A history of First Peoples in the area now known as Kingston – then called Katarokwi, meaning ‘a place where there is clay’ or ‘where the limestone is’ — commenced with a slide show. We were told who first lived on the land, the languages they spoke, and who their allies and enemies were. We learned of the Crawford Purchase of 1783 when the Mississauga ceded the territory of present-day Kingston to the British Crown, and that Belle Island – a golf course and former garbage dump — was once a Huron hunting/fishing settlement and burial ground.
The Circle opened with a smudging ceremony and Mohawk creation story. A feast of moose stew, roasted bear, bannock, green salad, strawberry cordial, and pumpkin mousse prepared by Tyendinaga caterer Carol Anne Maracle marked mid-day. Each participant also received a ‘feast bag’ holding reusable dishes and utensils, as well as a towel and washcloth.

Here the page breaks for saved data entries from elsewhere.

//! Importer core: content model and pure normalization rules.
mod filename;
mod metadata;
mod model;
mod report;

pub use filename::{document_filename, normalize_title};
pub use metadata::{derive_front_matter, normalize_entry, UNTITLED_PLACEHOLDER};
pub use model::{
    plain_text, Annotations, Block, BlockKind, DateRange, EntryId, EntryProperties, FrontMatter,
    Icon, NormalizedDocument, PropertyValue, RemoteEntry, RichText, TagRef,
};
pub use report::{
    BatchReport, EntryOutcome, FailedEntry, FailurePolicy, FilenameCollision, WrittenEntry,
};
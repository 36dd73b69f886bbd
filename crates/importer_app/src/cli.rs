use std::path::PathBuf;

use clap::Parser;
use importer_core::FailurePolicy;
use importer_engine::ImportConfig;
use log::LevelFilter;

/// Import every entry of a Notion database as Markdown posts.
///
/// Credentials and the database id come from `NOTION_TOKEN` and `DATABASE_ID`,
/// either in the environment or in a `.env` file.
#[derive(Debug, Parser)]
#[command(name = "notion-importer", version)]
pub struct Args {
    /// Read variables from this file instead of the nearest `.env`
    #[arg(long)]
    pub env_file: Option<PathBuf>,
    /// Rewrite these Markdown files, moving an embedded
    /// `<!--frontmatter-->...<!--end-->` block into a front matter header,
    /// then exit without importing
    #[arg(long, value_name = "FILE", num_args = 1..)]
    pub lift: Vec<PathBuf>,
    /// Directory the posts are written to (overrides OUTPUT_DIR)
    #[arg(short, long)]
    pub output_dir: Option<PathBuf>,
    /// Stop at the first entry that fails instead of finishing the batch
    #[arg(long)]
    pub fail_fast: bool,
    /// Also write the log to this file
    #[arg(long)]
    pub log_file: Option<PathBuf>,
    /// Log debug output
    #[arg(short, long)]
    pub verbose: bool,
}

impl Args {
    pub fn log_level(&self) -> LevelFilter {
        if self.verbose {
            LevelFilter::Debug
        } else {
            LevelFilter::Info
        }
    }

    /// Command line flags win over the environment.
    pub fn apply(&self, mut config: ImportConfig) -> ImportConfig {
        if let Some(dir) = &self.output_dir {
            config.output_dir = dir.clone();
        }
        if self.fail_fast {
            config.failure_policy = FailurePolicy::Abort;
        }
        config
    }
}

#[cfg(test)]
mod tests {
    use importer_engine::{DATABASE_ID_VAR, TOKEN_VAR};

    use super::*;

    fn env_config() -> ImportConfig {
        ImportConfig::from_lookup(|key| match key {
            TOKEN_VAR => Some("secret".to_string()),
            DATABASE_ID_VAR => Some("db".to_string()),
            _ => None,
        })
        .unwrap()
    }

    #[test]
    fn flags_override_environment() {
        let args =
            Args::try_parse_from(["notion-importer", "--output-dir", "site/posts", "--fail-fast"])
                .unwrap();
        let config = args.apply(env_config());
        assert_eq!(config.output_dir, PathBuf::from("site/posts"));
        assert_eq!(config.failure_policy, FailurePolicy::Abort);
    }

    #[test]
    fn lift_takes_several_files() {
        let args = Args::try_parse_from(["notion-importer", "--lift", "a.md", "b.md"]).unwrap();
        assert_eq!(args.lift, vec![PathBuf::from("a.md"), PathBuf::from("b.md")]);
        assert!(args.env_file.is_none());
    }

    #[test]
    fn no_flags_keep_environment_values() {
        let args = Args::try_parse_from(["notion-importer"]).unwrap();
        let config = args.apply(env_config());
        assert_eq!(config.output_dir, PathBuf::from("./content/posts"));
        assert_eq!(config.failure_policy, FailurePolicy::Continue);
        assert_eq!(args.log_level(), LevelFilter::Info);
        assert!(args.lift.is_empty());
    }
}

The Circle closed with more gifts: a fridge magnet featuring the four sacred medicines for smudging – cedar, sage, tobacco, and sweet grass; a ‘flag’ of loose tobacco in red cloth tied with a white ribbon, signifying respect and appreciation for knowledge being shared; a tiny brooch made of red, white, black, and yellow beads on a circle of leather illustrating the Four Directions of the Medicine Wheel, handmade by Tammy Nelson’s daughters.
I was overwhelmed by the generosity, inspired to learn more, moved to explore my heritage, and to atone for my own part in history.
We came to understand that Reconciliation has no end, only a starting place. Learning and sharing are the first steps along the way.